GIVEN RECORDS:

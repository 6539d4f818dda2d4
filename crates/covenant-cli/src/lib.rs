//! Covenant command-line front end
//!
//! Library half of the `covenant` binary: configuration, bindings documents
//! and the subcommand implementations.

#![allow(missing_docs)]

pub mod commands;
pub mod config;

pub use commands::{run_inspect, run_specialize, FunctionSummary, InspectReport, SpecializeOutcome};
pub use config::{load_bindings, parse_bindings, BindingsFormat, ConfigError, SpecializeConfig};

/// Environment variable holding the log filter
pub const LOG_ENV: &str = "COVENANT_LOG";
use assert_cmd::Command;
use covenant_artifact::import_artifact;
use covenant_test_utils::{pair_artifact, vault_artifact, write_artifact};
use pretty_assertions::assert_eq;
use tempfile::TempDir;

fn covenant() -> Command {
    #[allow(deprecated)]
    Command::cargo_bin("covenant").unwrap()
}

fn stdout_of(cmd: &mut Command) -> String {
    let output = cmd.assert().success().get_output().stdout.clone();
    String::from_utf8(output).unwrap()
}

#[test]
fn specialize_with_yaml_bindings() {
    let dir = TempDir::new().unwrap();
    let input = write_artifact(dir.path(), "pair.json", &pair_artifact());
    let bindings = dir.path().join("bindings.yaml");
    std::fs::write(&bindings, "- ~\n- 16\n").unwrap();
    let output = dir.path().join("out.json");

    let stdout = stdout_of(
        covenant()
            .arg("specialize")
            .arg(&input)
            .arg("--bindings")
            .arg(&bindings)
            .arg("--out")
            .arg(&output),
    );
    assert!(stdout.starts_with("Pair: 2 -> 1 constructor input(s)"));

    let written = import_artifact(&output).unwrap();
    assert_eq!(written.constructor_inputs.len(), 1);
    assert_eq!(written.constructor_inputs[0].name, "a");
    assert_eq!(written.functions[0].asm, ["$a", "10", "OP_ADD", "OP_VERIFY"]);
}

#[test]
fn specialize_failure_exits_nonzero_without_output() {
    let dir = TempDir::new().unwrap();
    let input = write_artifact(dir.path(), "vault.json", &vault_artifact());
    let bindings = dir.path().join("bindings.json");
    // 16 bytes is not an x-only key
    std::fs::write(&bindings, r#"["00112233445566778899aabbccddeeff"]"#).unwrap();
    let output = dir.path().join("out.json");

    let assert = covenant()
        .args(["specialize", "-b"])
        .arg(&bindings)
        .arg("-o")
        .arg(&output)
        .arg(&input)
        .assert()
        .failure();
    let stderr = String::from_utf8_lossy(&assert.get_output().stderr).into_owned();
    assert!(stderr.contains("failed to specialize Vault"), "stderr: {stderr}");
    assert!(!output.exists());
}

#[test]
fn specialize_missing_artifact_fails() {
    let dir = TempDir::new().unwrap();
    covenant()
        .arg("specialize")
        .arg(dir.path().join("absent.json"))
        .arg("--out")
        .arg(dir.path().join("out.json"))
        .assert()
        .failure();
}

#[test]
fn inspect_text() {
    let dir = TempDir::new().unwrap();
    let input = write_artifact(dir.path(), "vault.json", &vault_artifact());

    let stdout = stdout_of(covenant().arg("inspect").arg(&input));
    assert!(stdout.starts_with("contract Vault ("));
    assert!(stdout.contains("  delay: number\n"));
    assert!(stdout.contains("spend (1 inputs, 1 requirements, 2 instructions) uses $owner"));
}

#[test]
fn inspect_json() {
    let dir = TempDir::new().unwrap();
    let input = write_artifact(dir.path(), "pair.json", &pair_artifact());

    let stdout = stdout_of(covenant().args(["inspect", "--json"]).arg(&input));
    let report: serde_json::Value = serde_json::from_str(&stdout).unwrap();
    assert_eq!(report["contractName"], "Pair");
    assert_eq!(report["constructorInputs"].as_array().map(Vec::len), Some(2));
    assert_eq!(report["functions"][0]["placeholders"], serde_json::json!(["$a", "$b"]));
}

#[test]
fn no_subcommand_is_usage_error() {
    covenant().assert().failure();
}
//! End-to-end specialization scenarios.
//!
//! Each test drives the public binder API against fixture artifacts and
//! checks the whole resulting document, not just the touched fields.

use covenant_artifact::{
    encode_constructor_arg, rename_constructor_input, specialize, transform_artifact, Artifact,
    ArtifactFunction, BindError, Binding, Parameter, Requirement,
};
use covenant_primitive::{Argument, ArgumentEncoder, EncodeError, PrimitiveType, ScriptEncoder};
use covenant_test_utils::{pair_artifact, vault_artifact};
use mockall::mock;
use mockall::predicate::eq;
use pretty_assertions::assert_eq;
use serde_json::json;

mock! {
    pub Encoder {}

    impl ArgumentEncoder for Encoder {
        fn encode(&self, value: &Argument, ty: PrimitiveType) -> Result<Vec<u8>, EncodeError>;
    }
}

#[test]
fn empty_bindings_are_identity() {
    let original = vault_artifact();
    let out = specialize(&original, &[]).unwrap();
    assert_eq!(out, original);
}

#[test]
fn all_none_bindings_are_identity() {
    let original = vault_artifact();
    let out = specialize(&original, &[None, None, None]).unwrap();
    assert_eq!(out, original);
}

#[test]
fn encode_then_rename_uses_original_positions() {
    let out = specialize(
        &pair_artifact(),
        &[Some(Binding::value(5_i64)), Some(Binding::rename("bNew"))],
    )
    .unwrap();

    let expected = Artifact::new("Pair")
        .with_constructor_input(Parameter::new("bNew", PrimitiveType::Number))
        .with_function(ArtifactFunction::new("sum").with_asm(["05", "$bNew", "OP_ADD", "OP_VERIFY"]))
        .with_function(ArtifactFunction::new("onlyA").with_asm(["05", "OP_EQUAL"]));
    assert_eq!(out, expected);
}

#[test]
fn rename_then_encode_uses_original_positions() {
    let out = specialize(
        &pair_artifact(),
        &[Some(Binding::rename("first")), Some(Binding::value(-5_i64))],
    )
    .unwrap();

    assert_eq!(out.constructor_inputs, vec![Parameter::new("first", PrimitiveType::Number)]);
    assert_eq!(out.functions[0].asm, ["$first", "85", "OP_ADD", "OP_VERIFY"]);
    assert_eq!(out.functions[1].asm, ["$first", "OP_EQUAL"]);
}

#[test]
fn middle_input_bound_keeps_neighbours_in_order() {
    let out = specialize(&vault_artifact(), &[None, Some(Binding::Value(Argument::Bytes(vec![0x02; 32])))]).unwrap();

    let names: Vec<_> = out.constructor_inputs.iter().map(|p| p.name.as_str()).collect();
    assert_eq!(names, ["owner", "delay"]);
    assert_eq!(out.functions[1].asm[3], "02".repeat(32));
}

#[test]
fn requirements_are_carried_verbatim() {
    let original = vault_artifact();
    let out = specialize(&original, &[None, None, Some(Binding::value(10_i64))]).unwrap();

    // "$delay" inside a requirement is data, not an instruction
    assert_eq!(
        out.functions[1].require,
        vec![Requirement(json!({"type": "older", "expected": "$delay"}))]
    );
    assert_eq!(out.functions[1].asm[0], "0a");
}

#[test]
fn missing_input_leaves_original_untouched() {
    let original = pair_artifact();
    let serialized = original.to_json_pretty().unwrap();

    let err = rename_constructor_input(&original, "c", "d").unwrap_err();
    assert_eq!(err, BindError::NotFound("c".to_string()));
    let err = encode_constructor_arg(&original, "c", &Argument::Number(1), &ScriptEncoder).unwrap_err();
    assert_eq!(err, BindError::NotFound("c".to_string()));

    assert_eq!(original.to_json_pretty().unwrap(), serialized);
}

#[test]
fn rename_onto_later_input_name_is_rejected() {
    let original = Artifact::new("Mixed")
        .with_constructor_input(Parameter::new("a", PrimitiveType::Bytes))
        .with_constructor_input(Parameter::new("b", PrimitiveType::Number))
        .with_function(ArtifactFunction::new("f").with_asm(["$a", "$b"]));

    let err = specialize(&original, &[Some(Binding::rename("b")), Some(Binding::value(5_i64))]).unwrap_err();
    assert_eq!(err, BindError::NameTaken("b".to_string()));

    let err = specialize(&original, &[Some(Binding::rename("b")), None]).unwrap_err();
    assert_eq!(err, BindError::NameTaken("b".to_string()));
}

#[test]
fn two_renames_onto_one_name_are_rejected() {
    let err = specialize(
        &pair_artifact(),
        &[Some(Binding::rename("shared")), Some(Binding::rename("shared"))],
    )
    .unwrap_err();
    assert_eq!(err, BindError::NameTaken("shared".to_string()));
}

#[test]
fn rename_onto_name_of_bound_input_is_allowed() {
    // `a` is gone once bound, so `b` may take its name
    let out = specialize(&pair_artifact(), &[Some(Binding::value(1_i64)), Some(Binding::rename("a"))]).unwrap();
    assert_eq!(out.constructor_inputs, vec![Parameter::new("a", PrimitiveType::Number)]);
    assert_eq!(out.functions[0].asm, ["01", "$a", "OP_ADD", "OP_VERIFY"]);
    assert_eq!(out.functions[1].asm, ["01", "OP_EQUAL"]);
}

#[test]
fn encoder_receives_declared_type_once_per_binding() {
    let mut encoder = MockEncoder::new();
    encoder
        .expect_encode()
        .with(eq(Argument::Number(7)), eq(PrimitiveType::Number))
        .times(1)
        .returning(|_, _| Ok(vec![0xc0, 0xde]));

    let out = transform_artifact(&pair_artifact(), &[None, Some(Binding::value(7_i64))], &encoder).unwrap();
    assert_eq!(out.functions[0].asm, ["$a", "c0de", "OP_ADD", "OP_VERIFY"]);
}

#[test]
fn encoder_error_propagates_verbatim_and_stops_the_fold() {
    let mut encoder = MockEncoder::new();
    encoder.expect_encode().times(1).returning(|_, ty| {
        Err(EncodeError::OutOfRange { ty, value: 99 })
    });

    let result = transform_artifact(
        &pair_artifact(),
        &[Some(Binding::value(99_i64)), Some(Binding::value(1_i64))],
        &encoder,
    );
    assert_eq!(
        result.unwrap_err(),
        BindError::Encoding(EncodeError::OutOfRange {
            ty: PrimitiveType::Number,
            value: 99
        })
    );
}

#[test]
fn encoder_is_not_called_for_renames_or_gaps() {
    let mut encoder = MockEncoder::new();
    encoder.expect_encode().never();

    let out = transform_artifact(&pair_artifact(), &[None, Some(Binding::rename("c"))], &encoder).unwrap();
    assert_eq!(out.constructor_inputs[1].name, "c");
}

#[test]
fn dyn_encoder_is_accepted() {
    let encoder: &dyn ArgumentEncoder = &ScriptEncoder;
    let out = transform_artifact(&pair_artifact(), &[Some(Binding::value(0_i64))], encoder).unwrap();
    // zero is the empty push
    assert_eq!(out.functions[1].asm, ["", "OP_EQUAL"]);
}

HOW TO COMPLETE THIS TASK: Filter the listing for the word "serialized" and copy each line that has it.

EXPECTED OUTPUT:
    let serialized = original.to_json_pretty().unwrap();
    assert_eq!(original.to_json_pretty().unwrap(), serialized);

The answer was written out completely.